→ Directions for this task
Among the records, which lines include "AppInfoDto"? List them.

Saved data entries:
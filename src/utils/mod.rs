use std::path::PathBuf;

#[cfg(target_os = "macos")]
const PLATFORM: &str = "macos";

#[cfg(target_os = "windows")]
const PLATFORM: &str = "windows";

#[cfg(not(any(target_os = "macos", target_os = "windows")))]
const PLATFORM: &str = "linux";

pub fn get_app_data_dir() -> PathBuf {
    dirs::data_local_dir()
        .map(|dir| dir.join("trialverse"))
        .unwrap_or_else(|| PathBuf::from(".trialverse"))
}

pub fn get_database_path(data_dir: &std::path::Path) -> PathBuf {
    data_dir.join("trialverse.db")
}

pub fn get_platform() -> &'static str {
    PLATFORM
}

pub fn get_arch() -> &'static str {
    std::env::consts::ARCH
}
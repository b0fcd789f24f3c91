// 视频与测验命令

use crate::app::AppState;
use crate::models::{DoctorQuiz, DoctorVideo};
use crate::services::{QuizDraft, VideoUpload};
use serde::{Deserialize, Serialize};

/// 视频传输对象
#[derive(Debug, Clone, Serialize, Deserialize)]
#[serde(rename_all = "camelCase")]
pub struct VideoDto {
    pub id: String,
    pub title: String,
    pub description: Option<String>,
    pub day: u32,
    pub url: String,
    pub size: Option<u64>,
    pub uploaded_at: Option<String>,
}

impl From<DoctorVideo> for VideoDto {
    fn from(video: DoctorVideo) -> Self {
        Self {
            id: video.id,
            title: video.title,
            description: video.description,
            day: video.day,
            url: video.url,
            size: video.size,
            uploaded_at: video.uploaded_at.map(|at| at.to_rfc3339()),
        }
    }
}

/// 视频上传表单（前端传入）
#[derive(Debug, Clone, Deserialize)]
#[serde(rename_all = "camelCase")]
pub struct UploadVideoArgs {
    #[serde(default)]
    pub title: String,
    #[serde(default)]
    pub description: Option<String>,
    #[serde(default)]
    pub day: Option<u32>,
    #[serde(default, alias = "file")]
    pub url: String,
    #[serde(default)]
    pub size: Option<u64>,
}

impl From<UploadVideoArgs> for VideoUpload {
    fn from(args: UploadVideoArgs) -> Self {
        Self {
            title: args.title,
            description: args.description,
            day: args.day,
            url: args.url,
            size: args.size,
        }
    }
}

/// 测验表单（前端传入）
#[derive(Debug, Clone, Deserialize)]
#[serde(rename_all = "camelCase")]
pub struct SaveQuizArgs {
    #[serde(default)]
    pub title: String,
    #[serde(default)]
    pub day: Option<u32>,
    #[serde(default)]
    pub options: Vec<String>,
    #[serde(default, alias = "correctAnswer")]
    pub correct_answer_index: usize,
}

impl From<SaveQuizArgs> for QuizDraft {
    fn from(args: SaveQuizArgs) -> Self {
        Self {
            title: args.title,
            day: args.day,
            options: args.options,
            correct_answer_index: args.correct_answer_index,
        }
    }
}

#[derive(Debug, Clone, Default, Deserialize)]
#[serde(rename_all = "camelCase")]
pub struct DayFilterArgs {
    #[serde(default)]
    pub day: Option<u32>,
}

#[derive(Debug, Clone, Deserialize)]
#[serde(rename_all = "camelCase")]
pub struct CheckAnswerArgs {
    pub quiz_id: String,
    pub selected_index: usize,
}

/// 上传视频
pub async fn upload_video(state: &AppState, args: UploadVideoArgs) -> Result<VideoDto, String> {
    let video = state
        .content
        .add_video(args.into())
        .map_err(|e| e.to_string())?;
    Ok(video.into())
}

/// 列出视频，可按天过滤
pub async fn list_videos(state: &AppState, args: DayFilterArgs) -> Result<Vec<VideoDto>, String> {
    let videos = match args.day {
        Some(day) => state.content.videos_for_day(day),
        None => state.content.list_videos(),
    }
    .map_err(|e| e.to_string())?;

    Ok(videos.into_iter().map(Into::into).collect())
}

/// 保存测验
pub async fn save_quiz(state: &AppState, args: SaveQuizArgs) -> Result<DoctorQuiz, String> {
    state.content.add_quiz(args.into()).map_err(|e| e.to_string())
}

/// 列出测验，可按天过滤
pub async fn list_quizzes(state: &AppState, args: DayFilterArgs) -> Result<Vec<DoctorQuiz>, String> {
    match args.day {
        Some(day) => state.content.quizzes_for_day(day),
        None => state.content.list_quizzes(),
    }
    .map_err(|e| e.to_string())
}

/// 提交答案
pub async fn check_answer(state: &AppState, args: CheckAnswerArgs) -> Result<bool, String> {
    state
        .content
        .check_answer(&args.quiz_id, args.selected_index)
        .map_err(|e| e.to_string())
}
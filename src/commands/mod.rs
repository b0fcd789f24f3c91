// 命令模块
// 提供供前端调用的命令接口，invoke 按命令名分发 JSON 参数

pub mod content;
pub mod dashboard;
pub mod progress;
pub mod ranking;
pub mod registration;

pub use progress::{
    complete_day,
    get_progress_map,
    get_trial_config,
    lock_schedule,
    CompleteDayArgs,
    LockScheduleArgs,
    ProgressMapDto,
    TrialConfigDto,
};

pub use ranking::{find_patients, get_population, regenerate_population, FindPatientsArgs};

pub use content::{
    check_answer,
    list_quizzes,
    list_videos,
    save_quiz,
    upload_video,
    CheckAnswerArgs,
    DayFilterArgs,
    SaveQuizArgs,
    UploadVideoArgs,
    VideoDto,
};

pub use registration::{
    join_as_doctor,
    join_as_patient,
    submit_doctor_registration,
    submit_patient_registration,
    NavigationDto,
};

pub use dashboard::{
    connect_wallet,
    disconnect_wallet,
    get_app_info,
    search_centres,
    toggle_wallet,
    wallet_status,
    AppInfoDto,
    SearchCentresArgs,
};

use crate::app::AppState;
use serde::de::DeserializeOwned;
use serde::Serialize;
use serde_json::Value;

/// 缺省参数按空对象处理
fn args<T: DeserializeOwned>(raw: Value) -> Result<T, String> {
    let raw = if raw.is_null() {
        Value::Object(Default::default())
    } else {
        raw
    };
    serde_json::from_value(raw).map_err(|e| format!("invalid arguments: {}", e))
}

fn reply<T: Serialize>(result: Result<T, String>) -> Result<Value, String> {
    result.and_then(|value| serde_json::to_value(value).map_err(|e| e.to_string()))
}

/// 按命令名分发
pub async fn invoke(state: &AppState, cmd: &str, raw: Value) -> Result<Value, String> {
    match cmd {
        // 进度地图
        "get_trial_config" => reply(get_trial_config(state).await),
        "get_progress_map" => reply(get_progress_map(state).await),
        "complete_day" => reply(complete_day(state, args(raw)?).await),
        "lock_schedule" => reply(lock_schedule(state, args(raw)?).await),
        // 患者匹配
        "find_patients" => reply(find_patients(state, args(raw)?).await),
        "get_population" => reply(get_population(state).await),
        "regenerate_population" => reply(regenerate_population(state).await),
        // 视频与测验
        "upload_video" => reply(upload_video(state, args(raw)?).await),
        "list_videos" => reply(list_videos(state, args(raw)?).await),
        "save_quiz" => reply(save_quiz(state, args(raw)?).await),
        "list_quizzes" => reply(list_quizzes(state, args(raw)?).await),
        "check_answer" => reply(check_answer(state, args(raw)?).await),
        // 注册
        "submit_doctor_registration" => reply(submit_doctor_registration(state, args(raw)?).await),
        "submit_patient_registration" => reply(submit_patient_registration(state, args(raw)?).await),
        "join_as_doctor" => reply(join_as_doctor(state).await),
        "join_as_patient" => reply(join_as_patient(state).await),
        // 仪表盘
        "get_app_info" => reply(get_app_info(state).await),
        "wallet_status" => reply(wallet_status(state).await),
        "connect_wallet" => reply(connect_wallet(state).await),
        "disconnect_wallet" => reply(disconnect_wallet(state).await),
        "toggle_wallet" => reply(toggle_wallet(state).await),
        "search_centres" => reply(search_centres(args(raw)?).await),
        other => Err(format!("unknown command: {}", other)),
    }
}
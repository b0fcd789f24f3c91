// 持久化状态
// 按固定键读写 JSON 值；解码失败视为缺失
// 列表按元素解码，追加时保留无法识别的旧元素

use crate::error::{TrialError, TrialResult};
use crate::models::{
    DoctorQuiz, DoctorRegistration, DoctorVideo, PatientProgress, PatientRegistration,
    TrialConfiguration,
};
use crate::services::storage::{KeyValueStore, KvWrite, MemoryStore};
use log::warn;
use serde::de::DeserializeOwned;
use serde::Serialize;
use serde_json::Value;
use std::sync::Arc;

pub const TRIAL_CONFIG_KEY: &str = "trialConfig";
pub const PATIENT_PROGRESS_KEY: &str = "patientProgress";
pub const DOCTOR_VIDEOS_KEY: &str = "doctorVideos";
pub const DOCTOR_QUIZZES_KEY: &str = "doctorQuizzes";
pub const DOCTOR_REGISTRATION_KEY: &str = "doctorRegistration";
pub const PATIENT_REGISTRATION_KEY: &str = "patientRegistration";

/// 类型化状态存储
#[derive(Clone)]
pub struct StateStore {
    backend: Arc<dyn KeyValueStore>,
}

impl StateStore {
    pub fn new(backend: Arc<dyn KeyValueStore>) -> Self {
        Self { backend }
    }

    pub fn in_memory() -> Self {
        Self::new(Arc::new(MemoryStore::new()))
    }

    fn read<T: DeserializeOwned>(&self, key: &str) -> TrialResult<Option<T>> {
        let Some(raw) = self.backend.get(key)? else {
            return Ok(None);
        };

        match serde_json::from_str(&raw) {
            Ok(value) => Ok(Some(value)),
            Err(e) => {
                warn!("ignoring undecodable value under '{}': {}", key, e);
                Ok(None)
            }
        }
    }

    fn write<T: Serialize>(&self, key: &str, value: &T) -> TrialResult<()> {
        let raw = serde_json::to_string(value)?;
        self.backend.set(key, &raw)
    }

    /// 逐个元素解码，跳过无法识别的元素
    fn read_list<T: DeserializeOwned>(&self, key: &str) -> TrialResult<Vec<T>> {
        let Some(entries) = self.read::<Vec<Value>>(key)? else {
            return Ok(Vec::new());
        };

        let items = entries
            .into_iter()
            .enumerate()
            .filter_map(|(idx, entry)| match serde_json::from_value(entry) {
                Ok(item) => Some(item),
                Err(e) => {
                    warn!("skipping entry {} under '{}': {}", idx, key, e);
                    None
                }
            })
            .collect();
        Ok(items)
    }

    /// 在原始数组末尾追加；已有值不是 JSON 数组时拒绝写入，避免覆盖
    fn append<T: Serialize>(&self, key: &str, item: &T) -> TrialResult<()> {
        let mut entries: Vec<Value> = match self.backend.get(key)? {
            Some(raw) => serde_json::from_str(&raw).map_err(|e| TrialError::CorruptState {
                key: key.to_string(),
                reason: e.to_string(),
            })?,
            None => Vec::new(),
        };

        entries.push(serde_json::to_value(item)?);
        self.write(key, &entries)
    }

    // ==================== 试验配置与进度 ====================

    pub fn trial_config(&self) -> TrialResult<Option<TrialConfiguration>> {
        self.read(TRIAL_CONFIG_KEY)
    }

    /// 缺失时返回初始进度
    pub fn patient_progress(&self) -> TrialResult<PatientProgress> {
        Ok(self.read(PATIENT_PROGRESS_KEY)?.unwrap_or_default())
    }

    pub fn save_patient_progress(&self, progress: &PatientProgress) -> TrialResult<()> {
        self.write(PATIENT_PROGRESS_KEY, progress)
    }

    // ==================== 视频与测验 ====================

    pub fn doctor_videos(&self) -> TrialResult<Vec<DoctorVideo>> {
        self.read_list(DOCTOR_VIDEOS_KEY)
    }

    pub fn append_doctor_video(&self, video: &DoctorVideo) -> TrialResult<()> {
        self.append(DOCTOR_VIDEOS_KEY, video)
    }

    pub fn doctor_quizzes(&self) -> TrialResult<Vec<DoctorQuiz>> {
        self.read_list(DOCTOR_QUIZZES_KEY)
    }

    pub fn append_doctor_quiz(&self, quiz: &DoctorQuiz) -> TrialResult<()> {
        self.append(DOCTOR_QUIZZES_KEY, quiz)
    }

    /// 新日程：写入配置与初始进度，并清除按天编号的内容，一次提交
    pub fn reset_schedule(
        &self,
        config: &TrialConfiguration,
        progress: &PatientProgress,
    ) -> TrialResult<()> {
        self.backend.apply(&[
            KvWrite::set(TRIAL_CONFIG_KEY, serde_json::to_string(config)?),
            KvWrite::set(PATIENT_PROGRESS_KEY, serde_json::to_string(progress)?),
            KvWrite::remove(DOCTOR_VIDEOS_KEY),
            KvWrite::remove(DOCTOR_QUIZZES_KEY),
        ])
    }

    // ==================== 注册信息 ====================

    pub fn doctor_registration(&self) -> TrialResult<Option<DoctorRegistration>> {
        self.read(DOCTOR_REGISTRATION_KEY)
    }

    pub fn save_doctor_registration(&self, form: &DoctorRegistration) -> TrialResult<()> {
        self.write(DOCTOR_REGISTRATION_KEY, form)
    }

    pub fn patient_registration(&self) -> TrialResult<Option<PatientRegistration>> {
        self.read(PATIENT_REGISTRATION_KEY)
    }

    pub fn save_patient_registration(&self, form: &PatientRegistration) -> TrialResult<()> {
        self.write(PATIENT_REGISTRATION_KEY, form)
    }
}
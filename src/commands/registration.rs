// 注册命令
// 注册表单写入本地状态；进入医生端/患者端前做必填检查

use crate::app::AppState;
use crate::models::{DoctorRegistration, PatientRegistration};
use serde::{Deserialize, Serialize};

/// 导航结果
#[derive(Debug, Clone, PartialEq, Eq, Serialize, Deserialize)]
#[serde(rename_all = "camelCase")]
pub struct NavigationDto {
    pub screen: String,
}

pub async fn submit_doctor_registration(
    state: &AppState,
    form: DoctorRegistration,
) -> Result<(), String> {
    state
        .registration
        .submit_doctor(&form)
        .map_err(|e| e.to_string())
}

pub async fn submit_patient_registration(
    state: &AppState,
    form: PatientRegistration,
) -> Result<(), String> {
    state
        .registration
        .submit_patient(&form)
        .map_err(|e| e.to_string())
}

pub async fn join_as_doctor(state: &AppState) -> Result<NavigationDto, String> {
    let screen = state.registration.join_as_doctor().map_err(|e| e.to_string())?;
    Ok(NavigationDto {
        screen: screen.to_string(),
    })
}

pub async fn join_as_patient(state: &AppState) -> Result<NavigationDto, String> {
    let screen = state.registration.join_as_patient().map_err(|e| e.to_string())?;
    Ok(NavigationDto {
        screen: screen.to_string(),
    })
}

#[cfg(test)]
mod tests {
    use super::*;
    use crate::config::AppConfig;

    #[tokio::test]
    async fn test_doctor_gate() {
        let state = AppState::in_memory(&AppConfig::default());

        let err = join_as_doctor(&state).await.unwrap_err();
        assert_eq!(err, "Not Allowed: name is required");

        submit_doctor_registration(
            &state,
            DoctorRegistration {
                name: "Dr. Quinn Lee".to_string(),
                email: "quinn@example.com".to_string(),
                phone: "555-0199".to_string(),
                license: "MD-2231".to_string(),
                ..DoctorRegistration::default()
            },
        )
        .await
        .unwrap();

        let nav = join_as_doctor(&state).await.unwrap();
        assert_eq!(nav.screen, "join-doctor");
    }

    #[tokio::test]
    async fn test_patient_gate_requires_email() {
        let state = AppState::in_memory(&AppConfig::default());

        submit_patient_registration(
            &state,
            PatientRegistration {
                name: "Jamie Young".to_string(),
                phone: "555-0142".to_string(),
                ..PatientRegistration::default()
            },
        )
        .await
        .unwrap();

        let err = join_as_patient(&state).await.unwrap_err();
        assert_eq!(err, "Not Allowed: email is required");
    }
}
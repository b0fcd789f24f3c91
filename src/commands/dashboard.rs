// 首页与仪表盘命令：应用信息、钱包、研究中心

use crate::app::AppState;
use crate::models::ResearchCentre;
use crate::services::{self, WalletStatus};
use serde::{Deserialize, Serialize};

#[derive(Debug, Clone, Serialize, Deserialize)]
#[serde(rename_all = "camelCase")]
pub struct AppInfoDto {
    pub version: String,
    pub platform: String,
    pub arch: String,
}

#[derive(Debug, Clone, Default, Deserialize)]
#[serde(rename_all = "camelCase")]
pub struct SearchCentresArgs {
    #[serde(default)]
    pub query: String,
}

pub async fn get_app_info(state: &AppState) -> Result<AppInfoDto, String> {
    Ok(AppInfoDto {
        version: state.version.clone(),
        platform: state.platform.clone(),
        arch: crate::utils::get_arch().to_string(),
    })
}

pub async fn wallet_status(state: &AppState) -> Result<WalletStatus, String> {
    Ok(state.wallet.status().await)
}

pub async fn connect_wallet(state: &AppState) -> Result<WalletStatus, String> {
    Ok(state.wallet.connect().await)
}

pub async fn disconnect_wallet(state: &AppState) -> Result<WalletStatus, String> {
    Ok(state.wallet.disconnect().await)
}

pub async fn toggle_wallet(state: &AppState) -> Result<WalletStatus, String> {
    Ok(state.wallet.toggle().await)
}

pub async fn search_centres(args: SearchCentresArgs) -> Result<Vec<ResearchCentre>, String> {
    Ok(services::search_centres(&args.query))
}
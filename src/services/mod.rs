// 服务模块
// 提供核心业务逻辑服务

pub mod centres;
pub mod clock;
pub mod content;
pub mod progress;
pub mod ranking;
pub mod registration;
pub mod state;
pub mod storage;
pub mod wallet;

pub use centres::{all_centres, search_centres};

pub use clock::{clock_ticks, format_tick, ClockTick, DEFAULT_TICK_PERIOD};

pub use content::{ContentService, QuizDraft, VideoUpload};

pub use progress::{
    complete_day,
    derive_trial_days,
    difficulty_tier,
    lock_new_schedule,
    summarize,
    TrialService,
};

pub use ranking::{
    filter_by_condition,
    generate_population,
    RankingService,
    DEFAULT_POPULATION_SIZE,
    DEFAULT_RANKING_LIMIT,
};

pub use registration::{is_wallet_address, RegistrationService};

pub use state::StateStore;

pub use storage::{KeyValueStore, MemoryStore, SqliteStore};

pub use wallet::{WalletSession, WalletStatus};
use thiserror::Error;
use wasm_bindgen::JsValue;

#[derive(Debug, Error, Clone, PartialEq, Eq)]
pub enum ConfigError {
    #[error("embedUrl must be an absolute http(s) URL; release builds have no default")]
    MissingEmbedUrl,
}

/// Failures while building the widget. These never leave `mount`; they are
/// logged and reported as an aborted mount.
#[derive(Debug, Error, Clone, PartialEq, Eq)]
pub enum WidgetError {
    #[error("no global window")]
    NoWindow,
    #[error("window has no document")]
    NoDocument,
    #[error("document has no body")]
    NoBody,
    #[error("widget element #{0} not found after injection")]
    MissingElement(&'static str),
    #[error("DOM operation failed: {0}")]
    Dom(String),
}

impl From<JsValue> for WidgetError {
    fn from(value: JsValue) -> Self {
        WidgetError::Dom(value.as_string().unwrap_or_else(|| format!("{:?}", value)))
    }
}

pub type Result<T, E = WidgetError> = std::result::Result<T, E>;
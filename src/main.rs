use chat_widget::{init_logging, ChatLauncher, WidgetConfig};
use log::{error, info};
use serde_json::json;
use yew::prelude::*;

#[cfg(debug_assertions)]
fn get_embed_url() -> &'static str {
    "http://localhost:3000/embed" // Development URL when running locally
}

#[cfg(not(debug_assertions))]
fn get_embed_url() -> &'static str {
    "/embed" // Served next to the demo page
}

#[function_component]
fn App() -> Html {
    let config = use_memo(
        |_| {
            let embed_url = match get_embed_url() {
                path if path.starts_with('/') => web_sys::window()
                    .and_then(|w| w.location().origin().ok())
                    .map(|origin| format!("{}{}", origin, path))
                    .unwrap_or_default(),
                url => url.to_string(),
            };

            WidgetConfig::from_json(json!({
                "position": "bottom-right",
                "embedUrl": embed_url,
            }))
        },
        (),
    );

    html! {
        <div class="demo-page">
            <h1>{"CleanSpace"}</h1>
            <p>{"Chat widget demo. The launcher sits in the bottom right corner."}</p>
            {
                match &*config {
                    Ok(config) => html! { <ChatLauncher config={config.clone()} /> },
                    Err(e) => {
                        error!("Demo has no chat: {}", e);
                        html! { <p class="error-message">{ e.to_string() }</p> }
                    }
                }
            }
        </div>
    }
}

fn main() {
    init_logging();

    info!("Starting chat widget demo");
    yew::Renderer::<App>::new().render();
}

→ Answer to this exercise
    AppInfoDto,
pub struct AppInfoDto {
pub async fn get_app_info(state: &AppState) -> Result<AppInfoDto, String> {
    Ok(AppInfoDto {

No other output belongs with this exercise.